O espermograma é o exame possível e que assusta só pelo nome mas, bem lá no fundo do subconsciente masculino, faz parte das fantasias sexuais. Porém, é neste ponto que a realidade se afasta dos écrans de cinema. Com recurso ao serviço público de saúde fui premiado com este exame. Na minha mente, seria recebido como um herói pela preservação da raça humana e, durante a minha curta estadia, teria tudo a que tenho direito. Fui tratado como um simples paciente e, depois de dizer ao que vinha, recebi um copo de plástico e apontaram um cubículo, destinado a guardar vassouras, para realizar a tarefa. Uma sala fria, com pouca luz e no meio um banco de madeira desconchavado. Só isto! Nem sequer uma revista, com alguma nudez, para ajudar a criar ambiente. Perante tamanho choque com a realidade, calculei que as duas enfermeiras atraentes, com meias de liga, não iriam aparecer.
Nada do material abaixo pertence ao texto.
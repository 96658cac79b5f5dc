//! Prediction service: validate, classify, persist.
//!
//! [`PredictionService::submit`] is a short-circuiting pipeline. The first
//! failing step ends it, and nothing is written unless every validation and
//! the classifier succeeded. A storage failure after a successful
//! prediction is not an error: it comes back as
//! [`SubmitOutcome::Unsaved`] so callers can tell the user the label was
//! computed but not kept.

use crate::compute::{Classifier, ClassifierKind};
use crate::error::{PredictError, Result};
use crate::features::parse_features;
use crate::observability;
use crate::store::RecordStore;
use crate::types::{Label, NewPrediction, PredictionRecord, RecordId};
use serde::Serialize;
use std::sync::Arc;
use tracing::{info, warn};

/// Result of a submission that produced a label.
#[derive(Debug, Clone, PartialEq, Serialize)]
#[serde(tag = "status", rename_all = "lowercase")]
pub enum SubmitOutcome {
    /// Label computed and row written.
    Saved { id: RecordId, label: Label },
    /// Label computed but the row could not be written.
    Unsaved { label: Label, reason: String },
}

impl SubmitOutcome {
    /// The computed label, saved or not.
    pub fn label(&self) -> Label {
        match self {
            SubmitOutcome::Saved { label, .. } | SubmitOutcome::Unsaved { label, .. } => *label,
        }
    }

    /// Whether the row is durable.
    pub fn is_saved(&self) -> bool {
        matches!(self, SubmitOutcome::Saved { .. })
    }
}

/// History listing. A failed read yields no records and the error text.
#[derive(Debug, Clone, Default, Serialize)]
pub struct RecordListing {
    pub records: Vec<PredictionRecord>,
    pub error: Option<String>,
}

/// Ties the classifier to the record store.
pub struct PredictionService {
    classifier: Arc<dyn Classifier>,
    store: RecordStore,
}

impl PredictionService {
    /// Create a service from a classifier loaded at startup and a store.
    pub fn new(classifier: Arc<dyn Classifier>, store: RecordStore) -> Self {
        Self { classifier, store }
    }

    /// The record store.
    pub fn store(&self) -> &RecordStore {
        &self.store
    }

    /// Which classifier implementation is active.
    pub fn classifier_kind(&self) -> ClassifierKind {
        self.classifier.kind()
    }

    /// Description of the active classifier.
    pub fn classifier_description(&self) -> String {
        self.classifier.describe()
    }

    /// Validate, classify and persist one submission.
    pub fn submit(&self, username: &str, raw_features: &str) -> Result<SubmitOutcome> {
        let username = username.trim();
        if username.is_empty() {
            observability::record_submission("rejected");
            return Err(PredictError::EmptyName);
        }

        let features = parse_features(raw_features).map_err(|e| {
            observability::record_submission("rejected");
            e
        })?;

        let label = self.classifier.classify(&features).map_err(|e| {
            warn!(user = %username, error = %e, "Classifier failed");
            observability::record_submission("failed");
            e
        })?;
        observability::record_prediction(label);

        let prediction = NewPrediction {
            username: username.to_string(),
            label,
            features,
        };

        match self.store.append(&prediction) {
            Ok(id) => {
                info!(id, user = %username, label = %label, "Prediction saved");
                observability::record_submission("saved");
                Ok(SubmitOutcome::Saved { id, label })
            }
            Err(e) => {
                warn!(user = %username, label = %label, error = %e, "Prediction computed but not saved");
                observability::record_storage_error("append");
                observability::record_submission("unsaved");
                Ok(SubmitOutcome::Unsaved {
                    label,
                    reason: e.to_string(),
                })
            }
        }
    }

    /// Full history, newest first.
    pub fn history(&self) -> RecordListing {
        match self.store.list_all() {
            Ok(records) => RecordListing {
                records,
                error: None,
            },
            Err(e) => {
                warn!(error = %e, "Failed to read prediction history");
                observability::record_storage_error("list");
                RecordListing {
                    records: Vec::new(),
                    error: Some(e.to_string()),
                }
            }
        }
    }
}
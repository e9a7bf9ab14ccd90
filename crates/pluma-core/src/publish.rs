//! Publication gateway
//!
//! One-way bridge that mirrors a story into the Remote Store's public
//! collection and can retract it. The local story stays the source of
//! truth; the remote record is a point-in-time export keyed by the
//! story's id.
//!
//! Failure semantics differ from local persistence on purpose: a remote
//! error leaves the story (including `is_published`) completely unchanged
//! and is surfaced to the caller, because the user must know a
//! network-facing action did not take effect.

use std::sync::Arc;

use thiserror::Error;
use tracing::info;

use crate::models::{PublishedRecord, Story};
use crate::remote::{RemoteError, RemoteStore};
use crate::session::Session;

/// Author marker used when publishing anonymously
pub const ANONYMOUS_AUTHOR: &str = "Anónimo";

/// Errors from publish/update/retract
#[derive(Error, Debug)]
pub enum PublishError {
    #[error("story is not published")]
    NotPublished,

    #[error("failed to serialize pages: {0}")]
    Serialize(#[from] serde_json::Error),

    #[error(transparent)]
    Remote(#[from] RemoteError),
}

/// One-directional export/retract bridge to the Remote Store
pub struct PublicationGateway {
    remote: Arc<dyn RemoteStore>,
}

impl PublicationGateway {
    pub fn new(remote: Arc<dyn RemoteStore>) -> Self {
        Self { remote }
    }

    /// Publish a story, binding the author name
    ///
    /// The effective author is the session's display name, or the literal
    /// anonymous marker. On success the story is marked published and the
    /// author name is frozen; a later profile rename does not retroactively
    /// change it unless the user publishes again.
    pub async fn publish(
        &self,
        story: &mut Story,
        session: &Session,
        as_anonymous: bool,
    ) -> Result<PublishedRecord, PublishError> {
        let author = if as_anonymous {
            ANONYMOUS_AUTHOR
        } else {
            session.display_name.as_str()
        };

        let record = PublishedRecord::from_story(story, author)?;
        self.remote.upsert(&record).await?;

        // Only now, with the remote write confirmed, transition locally
        story.is_published = true;
        story.author_name = Some(author.to_string());
        story.touch();

        info!("Published story {} as {}", story.id, author);
        Ok(record)
    }

    /// Overwrite the remote record for an already-published story
    ///
    /// Keeps the frozen author name; valid only while `is_published`.
    pub async fn update(&self, story: &Story) -> Result<PublishedRecord, PublishError> {
        if !story.is_published {
            return Err(PublishError::NotPublished);
        }

        let author = story.author_name.as_deref().unwrap_or(ANONYMOUS_AUTHOR);
        let record = PublishedRecord::from_story(story, author)?;
        self.remote.upsert(&record).await?;

        info!("Republished story {}", story.id);
        Ok(record)
    }

    /// Remove the story from the public collection
    ///
    /// The story and its pages are untouched locally; only `is_published`
    /// flips, and `author_name` retains its last-bound value.
    pub async fn retract(&self, story: &mut Story) -> Result<(), PublishError> {
        if !story.is_published {
            return Err(PublishError::NotPublished);
        }

        self.remote.delete(&story.id).await?;

        story.is_published = false;
        story.touch();

        info!("Retracted story {}", story.id);
        Ok(())
    }
}

#[cfg(test)]
mod tests {
    use super::*;
    use crate::config::Config;
    use crate::metrics::count_words;
    use crate::remote::MemoryRemote;
    use crate::store::Store;
    use tempfile::TempDir;

    fn gateway() -> (Arc<MemoryRemote>, PublicationGateway) {
        let remote = Arc::new(MemoryRemote::new());
        let gateway = PublicationGateway::new(remote.clone());
        (remote, gateway)
    }

    #[tokio::test]
    async fn test_publish_binds_display_name() {
        let (remote, gateway) = gateway();
        let mut story = Story::new("Untitled");
        let session = Session::local("Ana");

        let record = gateway.publish(&mut story, &session, false).await.unwrap();
        assert_eq!(record.author_name, "Ana");
        assert!(story.is_published);
        assert_eq!(story.author_name, Some("Ana".to_string()));

        let all = remote.fetch_all().await.unwrap();
        assert_eq!(all.len(), 1);
        assert_eq!(all[0].id, story.id);
    }

    #[tokio::test]
    async fn test_publish_anonymous_masks_identity() {
        let (_, gateway) = gateway();
        let mut story = Story::new("Untitled");
        let session = Session::local("Ana");

        let record = gateway.publish(&mut story, &session, true).await.unwrap();
        assert_eq!(record.author_name, ANONYMOUS_AUTHOR);
        assert_eq!(story.author_name, Some(ANONYMOUS_AUTHOR.to_string()));
    }

    #[tokio::test]
    async fn test_update_keeps_frozen_author() {
        let (remote, gateway) = gateway();
        let mut story = Story::new("Untitled");
        let session = Session::local("Ana");

        gateway.publish(&mut story, &session, true).await.unwrap();

        // Profile rename after publishing must not leak into the record
        story.set_title("The Long Walk");
        let record = gateway.update(&story).await.unwrap();
        assert_eq!(record.author_name, ANONYMOUS_AUTHOR);
        assert_eq!(record.title, "The Long Walk");

        let all = remote.fetch_all().await.unwrap();
        assert_eq!(all.len(), 1);
        assert_eq!(all[0].title, "The Long Walk");
    }

    #[tokio::test]
    async fn test_update_requires_published() {
        let (_, gateway) = gateway();
        let story = Story::new("Untitled");

        assert!(matches!(
            gateway.update(&story).await,
            Err(PublishError::NotPublished)
        ));
    }

    #[tokio::test]
    async fn test_retract_leaves_content_intact() {
        let (remote, gateway) = gateway();
        let mut story = Story::new("Untitled");
        story.add_genre(crate::models::Genre::Drama);
        let session = Session::local("Ana");

        gateway.publish(&mut story, &session, true).await.unwrap();

        let title = story.title.clone();
        let pages = story.pages.clone();
        let genres = story.genres.clone();

        gateway.retract(&mut story).await.unwrap();

        assert!(!story.is_published);
        // author_name retains the last-bound value
        assert_eq!(story.author_name, Some(ANONYMOUS_AUTHOR.to_string()));
        assert_eq!(story.title, title);
        assert_eq!(story.pages, pages);
        assert_eq!(story.genres, genres);
        assert!(remote.fetch_all().await.unwrap().is_empty());
    }

    #[tokio::test]
    async fn test_remote_failure_leaves_story_unchanged() {
        let (remote, gateway) = gateway();
        let mut story = Story::new("Untitled");
        let session = Session::local("Ana");

        remote.set_unavailable(true);
        let err = gateway.publish(&mut story, &session, false).await;
        assert!(err.is_err());
        assert!(!story.is_published);
        assert!(story.author_name.is_none());

        // Same for retract on a published story
        remote.set_unavailable(false);
        gateway.publish(&mut story, &session, false).await.unwrap();
        remote.set_unavailable(true);
        assert!(gateway.retract(&mut story).await.is_err());
        assert!(story.is_published);
    }

    /// Full walk through the journaling happy path: folder, story, edit,
    /// word count, anonymous publish, retract.
    #[tokio::test]
    async fn test_draft_to_publish_scenario() {
        let temp_dir = TempDir::new().unwrap();
        let mut store = Store::open_with_config(Config {
            data_dir: temp_dir.path().to_path_buf(),
            remote_path: None,
            display_name: None,
        });
        let (_, gateway) = gateway();
        let session = Session::local("Ana");

        let drafts = store.create_folder("Drafts", None).unwrap();
        let created = store.create_story("Untitled", Some(&drafts.id)).unwrap();

        let mut story = created.clone();
        story.set_title("The Long Walk");
        let page_id = story.pages[0].id.clone();
        story.set_page_content(&page_id, "<p>Hello world</p>");
        store.update_story(story.clone()).unwrap();

        assert_eq!(count_words(&story.pages[0].content), 2);

        gateway.publish(&mut story, &session, true).await.unwrap();
        gateway.retract(&mut story).await.unwrap();
        store.update_story(story.clone()).unwrap();

        let final_story = store.story(&created.id).unwrap();
        assert!(!final_story.is_published);
        assert_eq!(
            final_story.author_name,
            Some(ANONYMOUS_AUTHOR.to_string())
        );
        // Still filed under "Drafts"
        assert_eq!(final_story.folder_id, Some(drafts.id));
    }
}
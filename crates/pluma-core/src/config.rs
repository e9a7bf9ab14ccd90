//! Application configuration
//!
//! Configuration is loaded from:
//! 1. Default values
//! 2. Config file (~/.config/pluma/config.toml)
//! 3. Environment variables (PLUMA_* prefix)
//!
//! Environment variables take precedence over config file values.

use anyhow::{Context, Result};
use serde::{Deserialize, Serialize};
use std::path::PathBuf;

/// Environment variable prefix
const ENV_PREFIX: &str = "PLUMA";

/// Application configuration
#[derive(Debug, Clone, Serialize, Deserialize)]
pub struct Config {
    /// Directory for local data (the library snapshot)
    #[serde(default = "default_data_dir")]
    pub data_dir: PathBuf,

    /// Path to the shared community feed file (optional)
    #[serde(default)]
    pub remote_path: Option<PathBuf>,

    /// Display name used when publishing (optional; anonymous otherwise)
    #[serde(default)]
    pub display_name: Option<String>,
}

impl Default for Config {
    fn default() -> Self {
        Self {
            data_dir: default_data_dir(),
            remote_path: None,
            display_name: None,
        }
    }
}

impl Config {
    /// Load configuration from default location and environment
    ///
    /// Order of precedence (highest to lowest):
    /// 1. Environment variables (PLUMA_DATA_DIR, PLUMA_REMOTE_PATH, PLUMA_DISPLAY_NAME)
    /// 2. Config file (~/.config/pluma/config.toml or PLUMA_CONFIG)
    /// 3. Default values
    pub fn load() -> Result<Self> {
        Self::load_from_path(&Self::config_file_path())
    }

    /// Load configuration from a specific path
    ///
    /// Environment variables are still applied as overrides.
    /// If the file doesn't exist, defaults are used.
    pub fn load_from_path(path: &PathBuf) -> Result<Self> {
        let mut config = if path.exists() {
            let content = std::fs::read_to_string(path)
                .with_context(|| format!("Failed to read config file: {:?}", path))?;
            toml::from_str(&content)
                .with_context(|| format!("Failed to parse config file: {:?}", path))?
        } else {
            Self::default()
        };

        config.apply_env_overrides();
        config.ensure_data_dir()?;
        Ok(config)
    }

    /// Load configuration from a TOML string (useful for testing)
    pub fn load_from_str(toml_content: &str) -> Result<Self> {
        let mut config: Config =
            toml::from_str(toml_content).context("Failed to parse config TOML")?;
        config.apply_env_overrides();
        Ok(config)
    }

    /// Apply environment variable overrides
    fn apply_env_overrides(&mut self) {
        // PLUMA_DATA_DIR
        if let Ok(val) = std::env::var(format!("{}_DATA_DIR", ENV_PREFIX)) {
            self.data_dir = PathBuf::from(val);
        }

        // PLUMA_REMOTE_PATH
        if let Ok(val) = std::env::var(format!("{}_REMOTE_PATH", ENV_PREFIX)) {
            self.remote_path = if val.is_empty() {
                None
            } else {
                Some(PathBuf::from(val))
            };
        }

        // PLUMA_DISPLAY_NAME
        if let Ok(val) = std::env::var(format!("{}_DISPLAY_NAME", ENV_PREFIX)) {
            self.display_name = if val.is_empty() { None } else { Some(val) };
        }
    }

    /// Ensure data directory exists
    fn ensure_data_dir(&self) -> Result<()> {
        if !self.data_dir.exists() {
            std::fs::create_dir_all(&self.data_dir)
                .with_context(|| format!("Failed to create data directory: {:?}", self.data_dir))?;
        }
        Ok(())
    }

    /// Save configuration to file
    pub fn save(&self) -> Result<()> {
        let config_path = Self::config_file_path();

        if let Some(parent) = config_path.parent() {
            std::fs::create_dir_all(parent)
                .with_context(|| format!("Failed to create config directory: {:?}", parent))?;
        }

        let content = toml::to_string_pretty(self).context("Failed to serialize config")?;
        std::fs::write(&config_path, content)
            .with_context(|| format!("Failed to write config file: {:?}", config_path))?;
        Ok(())
    }

    /// Get the config file path
    ///
    /// Can be overridden with PLUMA_CONFIG environment variable
    pub fn config_file_path() -> PathBuf {
        if let Ok(path) = std::env::var(format!("{}_CONFIG", ENV_PREFIX)) {
            return PathBuf::from(path);
        }

        dirs::config_dir()
            .unwrap_or_else(|| PathBuf::from("."))
            .join("pluma")
            .join("config.toml")
    }

    /// Get the path of the local library snapshot slot
    pub fn library_path(&self) -> PathBuf {
        self.data_dir.join("library.json")
    }
}

/// Get the default data directory
fn default_data_dir() -> PathBuf {
    dirs::data_local_dir()
        .unwrap_or_else(|| PathBuf::from("."))
        .join("pluma")
}

#[cfg(test)]
mod tests {
    use super::*;
    use std::env;
    use std::sync::Mutex;

    // Mutex to serialize tests that touch environment variables
    static ENV_MUTEX: Mutex<()> = Mutex::new(());

    /// Guard that locks env access and saves/restores env vars
    struct EnvGuard<'a> {
        _lock: std::sync::MutexGuard<'a, ()>,
        saved: Vec<(String, Option<String>)>,
    }

    impl<'a> EnvGuard<'a> {
        fn new(vars: &[&str]) -> Self {
            let lock = ENV_MUTEX.lock().unwrap();
            let saved = vars
                .iter()
                .map(|&name| (name.to_string(), env::var(name).ok()))
                .collect();
            // Clear all the vars
            for name in vars {
                env::remove_var(name);
            }
            Self { _lock: lock, saved }
        }
    }

    impl Drop for EnvGuard<'_> {
        fn drop(&mut self) {
            for (name, value) in &self.saved {
                match value {
                    Some(v) => env::set_var(name, v),
                    None => env::remove_var(name),
                }
            }
        }
    }

    const ENV_VARS: &[&str] = &["PLUMA_DATA_DIR", "PLUMA_REMOTE_PATH", "PLUMA_DISPLAY_NAME"];

    #[test]
    fn test_default_config() {
        let config = Config::default();
        assert!(config.remote_path.is_none());
        assert!(config.display_name.is_none());
        assert!(config.data_dir.ends_with("pluma"));
    }

    #[test]
    fn test_library_path() {
        let config = Config::default();
        assert!(config.library_path().ends_with("library.json"));
    }

    #[test]
    fn test_env_override_data_dir() {
        let _guard = EnvGuard::new(ENV_VARS);

        let mut config = Config::default();

        env::set_var("PLUMA_DATA_DIR", "/tmp/pluma-test");
        config.apply_env_overrides();

        assert_eq!(config.data_dir, PathBuf::from("/tmp/pluma-test"));
    }

    #[test]
    fn test_env_override_remote_path() {
        let _guard = EnvGuard::new(ENV_VARS);

        let mut config = Config::default();
        assert!(config.remote_path.is_none());

        env::set_var("PLUMA_REMOTE_PATH", "/srv/feed/published.json");
        config.apply_env_overrides();
        assert_eq!(
            config.remote_path,
            Some(PathBuf::from("/srv/feed/published.json"))
        );

        // Empty string clears it
        env::set_var("PLUMA_REMOTE_PATH", "");
        config.apply_env_overrides();
        assert!(config.remote_path.is_none());
    }

    #[test]
    fn test_env_override_display_name() {
        let _guard = EnvGuard::new(ENV_VARS);

        let mut config = Config::default();

        env::set_var("PLUMA_DISPLAY_NAME", "Ana");
        config.apply_env_overrides();
        assert_eq!(config.display_name, Some("Ana".to_string()));
    }

    #[test]
    fn test_load_from_str() {
        let _guard = EnvGuard::new(ENV_VARS);

        let toml = r#"
            data_dir = "/custom/data"
            remote_path = "/shared/published.json"
            display_name = "Ana"
        "#;

        let config = Config::load_from_str(toml).unwrap();
        assert_eq!(config.data_dir, PathBuf::from("/custom/data"));
        assert_eq!(
            config.remote_path,
            Some(PathBuf::from("/shared/published.json"))
        );
        assert_eq!(config.display_name, Some("Ana".to_string()));
    }

    #[test]
    fn test_serialization() {
        let _guard = EnvGuard::new(ENV_VARS);

        let config = Config {
            data_dir: PathBuf::from("/data/pluma"),
            remote_path: Some(PathBuf::from("/shared/published.json")),
            display_name: Some("Ana".to_string()),
        };

        let toml_str = toml::to_string_pretty(&config).unwrap();
        assert!(toml_str.contains("data_dir"));
        assert!(toml_str.contains("remote_path"));
        assert!(toml_str.contains("display_name"));

        let parsed: Config = toml::from_str(&toml_str).unwrap();
        assert_eq!(parsed.data_dir, config.data_dir);
        assert_eq!(parsed.remote_path, config.remote_path);
        assert_eq!(parsed.display_name, config.display_name);
    }

    #[test]
    fn test_load_from_path_missing_file() {
        let _guard = EnvGuard::new(ENV_VARS);

        let path = PathBuf::from("/nonexistent/config.toml");
        let config = Config::load_from_path(&path).unwrap();
        // Should return defaults when file doesn't exist
        assert!(config.remote_path.is_none());
    }
}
E, tendo em conta a fronha da recepcionista, tranquei a porta e fiquei um pouco descansado por estar sozinho. Recorri aos dados móveis e um site da especialidade para, em alguns instantes, despachar o exame. No final, a prova de vida foi entregue por um postigo manhoso e regressei. Ainda hoje estou desiludido com a minha imaginação e, se um dia tiver de repetir, vou exigir que o faça no conforto do meu lar.